Thanks. I won't use the pax format then.
All of this is quite concerning. Is there not another tar format that doesn't suffer from these problems that doesn't have the limitations of the 'ustar' format? What about the GNU format? Perhaps that format has the same problem as this 'pax' extended format? It is tempting for me to avoid all tar formats except for 'ustar' considering I am now no longer sure that other tar formats besides 'ustar' keep track of data integrity.
As soon as I find the time I'll examine the gnu format. It offers unlimited file size and unlimited name size, the two most important features.
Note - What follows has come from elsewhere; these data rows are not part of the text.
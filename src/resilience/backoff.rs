//! Linear backoff with jitter for repeatedly failing loop iterations.

use std::time::Duration;

use rand::Rng;

use crate::config::EventLoopConfig;

/// Calculate linear backoff delay with jitter.
///
/// `overdraft` is how many failures exceeded the budget; each adds `step_ms`.
pub fn calculate_backoff(overdraft: u32, step_ms: u64, max_ms: u64) -> Duration {
    if overdraft == 0 {
        return Duration::from_millis(0);
    }

    let delay_ms = step_ms.saturating_mul(u64::from(overdraft));
    let capped_delay = delay_ms.min(max_ms);

    // Apply jitter (0 to 10% of the delay)
    let jitter_range = capped_delay / 10;
    let jitter = if jitter_range > 0 {
        rand::thread_rng().gen_range(0..jitter_range)
    } else {
        0
    };

    Duration::from_millis(capped_delay + jitter)
}

/// Failure budget for the event loop.
///
/// Failures are free until the budget is spent; after that every further
/// consecutive failure asks for a longer pause. One success restores the
/// full budget.
#[derive(Debug, Clone)]
pub struct ErrorThrottle {
    budget: u32,
    failures: u32,
    step_ms: u64,
    max_ms: u64,
}

impl ErrorThrottle {
    pub fn new(budget: u32, step_ms: u64, max_ms: u64) -> Self {
        Self {
            budget,
            failures: 0,
            step_ms,
            max_ms,
        }
    }

    pub fn from_config(config: &EventLoopConfig) -> Self {
        Self::new(config.error_budget, config.backoff_step_ms, config.max_backoff_ms)
    }

    /// Record a successful iteration.
    pub fn success(&mut self) {
        self.failures = 0;
    }

    /// Record a failed iteration, returning how long to pause, if at all.
    pub fn failure(&mut self) -> Option<Duration> {
        self.failures = self.failures.saturating_add(1);
        let overdraft = self.failures.saturating_sub(self.budget.saturating_sub(1));
        match overdraft {
            0 => None,
            n => Some(calculate_backoff(n, self.step_ms, self.max_ms)),
        }
    }

    /// Consecutive failures recorded so far.
    pub fn failures(&self) -> u32 {
        self.failures
    }
}

#[cfg(test)]
mod tests {
    use super::*;

    #[test]
    fn test_backoff_calculation() {
        let b1 = calculate_backoff(1, 100, 2000);
        assert!(b1.as_millis() >= 100 && b1.as_millis() < 110);

        let b2 = calculate_backoff(2, 100, 2000);
        assert!(b2.as_millis() >= 200);

        let max = calculate_backoff(50, 100, 1000);
        assert!(max.as_millis() >= 1000 && max.as_millis() < 1100);

        assert_eq!(calculate_backoff(0, 100, 1000), Duration::ZERO);
    }

    #[test]
    fn budget_absorbs_early_failures() {
        let mut throttle = ErrorThrottle::new(3, 1000, 30_000);
        assert_eq!(throttle.failure(), None);
        assert_eq!(throttle.failure(), None);

        let first = throttle.failure().unwrap();
        assert!(first >= Duration::from_millis(1000));
        let second = throttle.failure().unwrap();
        assert!(second >= Duration::from_millis(2000));
    }

    #[test]
    fn success_restores_budget() {
        let mut throttle = ErrorThrottle::new(2, 10, 100);
        throttle.failure();
        assert!(throttle.failure().is_some());
        throttle.success();
        assert_eq!(throttle.failures(), 0);
        assert_eq!(throttle.failure(), None);
    }
}
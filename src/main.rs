//! netloop command-line front end.
//!
//! ```text
//! netloop serve [--config FILE] [--bind ADDR] [--tls]
//!     → echo every received byte back to its sender
//!
//! netloop send [--config FILE] --connect ADDR [--tls] MESSAGE
//!     → send MESSAGE, print the reply, close
//! ```

use std::path::PathBuf;
use std::sync::mpsc;
use std::sync::Arc;
use std::time::Duration;

use clap::{Parser, Subcommand};

use netloop::config::loader::load_config;
use netloop::net::resolve;
use netloop::observability::{logging, metrics};
use netloop::{
    ChannelId, ConnectionStateListener, DataListener, Encryption, Network, NetworkConfig,
    ServerStateListener, TlsSettings,
};

#[derive(Parser)]
#[command(name = "netloop")]
#[command(about = "Single-threaded non-blocking TCP engine with optional TLS", long_about = None)]
struct Cli {
    #[command(subcommand)]
    command: Commands,
}

#[derive(Subcommand)]
enum Commands {
    /// Run an echo server
    Serve {
        #[arg(short, long)]
        config: Option<PathBuf>,

        /// Overrides listener.bind_address
        #[arg(short, long)]
        bind: Option<String>,

        /// Encrypt accepted connections with the configured certificate
        #[arg(long)]
        tls: bool,
    },
    /// Send one message and print the reply
    Send {
        #[arg(short, long)]
        config: Option<PathBuf>,

        /// Overrides client.connect_address
        #[arg(long)]
        connect: Option<String>,

        /// Verify the server against the configured CA bundle
        #[arg(long)]
        tls: bool,

        /// Seconds to wait for the reply
        #[arg(long, default_value_t = 5)]
        timeout: u64,

        message: String,
    },
}

fn main() -> Result<(), Box<dyn std::error::Error>> {
    let cli = Cli::parse();
    match cli.command {
        Commands::Serve { config, bind, tls } => {
            let mut config = read_config(config)?;
            if let Some(bind) = bind {
                config.listener.bind_address = bind;
            }
            config.listener.tls |= tls;
            serve(config)
        }
        Commands::Send {
            config,
            connect,
            tls,
            timeout,
            message,
        } => {
            let mut config = read_config(config)?;
            if let Some(connect) = connect {
                config.client.connect_address = connect;
            }
            config.client.tls |= tls;
            send(config, message.as_bytes(), Duration::from_secs(timeout))
        }
    }
}

fn read_config(path: Option<PathBuf>) -> Result<NetworkConfig, Box<dyn std::error::Error>> {
    let config = match path {
        Some(path) => load_config(&path)?,
        None => NetworkConfig::default(),
    };
    if let Err(e) = logging::init_logging(&config.observability.log_level) {
        eprintln!("Logging already initialized: {e}");
    }
    metrics::init_metrics(&config.observability);
    Ok(config)
}

fn encryption(
    config: &NetworkConfig,
    enabled: bool,
) -> Result<Option<Encryption>, Box<dyn std::error::Error>> {
    if !enabled {
        return Ok(None);
    }
    let tls = config
        .tls
        .as_ref()
        .ok_or("TLS requested but the configuration has no [tls] section")?;
    Ok(Some(TlsSettings::from_config(tls)?.encryption()))
}

/// Queues every received chunk back onto the channel it came from.
struct Echo {
    network: Network,
}

impl DataListener for Echo {
    fn received(&self, data: &[u8], channel: ChannelId) {
        if let Err(e) = self.network.queue(data, channel) {
            tracing::warn!(channel = %channel, error = %e, "Echo failed");
        }
    }
}

impl ServerStateListener for Echo {
    fn bound(&self, listener: ChannelId) {
        if let Ok(addr) = self.network.local_addr(listener) {
            println!("listening on {addr}");
        }
    }

    fn accepted(&self, _listener: ChannelId, _connection: ChannelId) {}
}

fn serve(config: NetworkConfig) -> Result<(), Box<dyn std::error::Error>> {
    let addr = resolve(&config.listener.bind_address)?;
    let encryption = encryption(&config, config.listener.tls)?;

    let network = Network::new(config)?;
    let echo = Arc::new(Echo {
        network: network.clone(),
    });
    network.register_data_listener(echo.clone());
    network.register_server_state_listener(echo);

    network.bring_up()?;
    network.bind(addr, encryption)?;
    while network.is_thread_alive() {
        std::thread::sleep(Duration::from_secs(1));
    }
    Ok(())
}

/// Forwards replies and closure of one channel to the waiting main thread.
struct Reply {
    channel: parking_lot::Mutex<Option<ChannelId>>,
    tx: mpsc::Sender<Option<Vec<u8>>>,
}

impl Reply {
    fn concerns(&self, channel: ChannelId) -> bool {
        self.channel.lock().map_or(true, |expected| expected == channel)
    }
}

impl DataListener for Reply {
    fn received(&self, data: &[u8], channel: ChannelId) {
        if self.concerns(channel) {
            let _ = self.tx.send(Some(data.to_vec()));
        }
    }
}

impl ConnectionStateListener for Reply {
    fn connected(&self, _channel: ChannelId) {}

    fn closed(&self, channel: ChannelId, _reset_by_peer: bool) {
        if self.concerns(channel) {
            let _ = self.tx.send(None);
        }
    }
}

fn send(
    config: NetworkConfig,
    message: &[u8],
    timeout: Duration,
) -> Result<(), Box<dyn std::error::Error>> {
    let addr = resolve(&config.client.connect_address)?;
    let encryption = encryption(&config, config.client.tls)?;

    let network = Network::new(config)?;
    let (tx, rx) = mpsc::channel();
    let reply = Arc::new(Reply {
        channel: parking_lot::Mutex::new(None),
        tx,
    });
    network.register_data_listener(reply.clone());
    network.register_connection_state_listener(reply.clone());

    network.bring_up()?;
    let channel = network.connect(addr, encryption)?;
    *reply.channel.lock() = Some(channel);
    network.queue(message, channel)?;

    let mut received = Vec::new();
    while received.len() < message.len() {
        match rx.recv_timeout(timeout) {
            Ok(Some(data)) => received.extend_from_slice(&data),
            Ok(None) => break,
            Err(_) => {
                eprintln!("no reply within {}s", timeout.as_secs());
                break;
            }
        }
    }
    println!("{}", String::from_utf8_lossy(&received));

    network.close(channel)?;
    std::thread::sleep(Duration::from_millis(100));
    network.stop_thread();
    Ok(())
}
All in all, I suppose it is unambiguous that the extended records in 'pax' cannot be used if we are concerned about preventing a fragmented format from becoming commonplace. In other words, the tar 'pax' format must be changed or abandoned in favor of a better tar format that provides a checksum for extended records.
Certainly the pax format must be changed or abandoned.
Juan Francisco Cantero Hurtado wrote: [...] Anyway, IIUC, the tar headers are inside of the lzip member which checks the integrity of the content. The risk of corrupted headers is low.This sounds good, except that by adopting a tar format, someone may be interested in using Lzip to decompress the tar file without simultaneously extracting the contents; if someone actually does this, which is extremely likely, this will negate the data protection provided by Lzip.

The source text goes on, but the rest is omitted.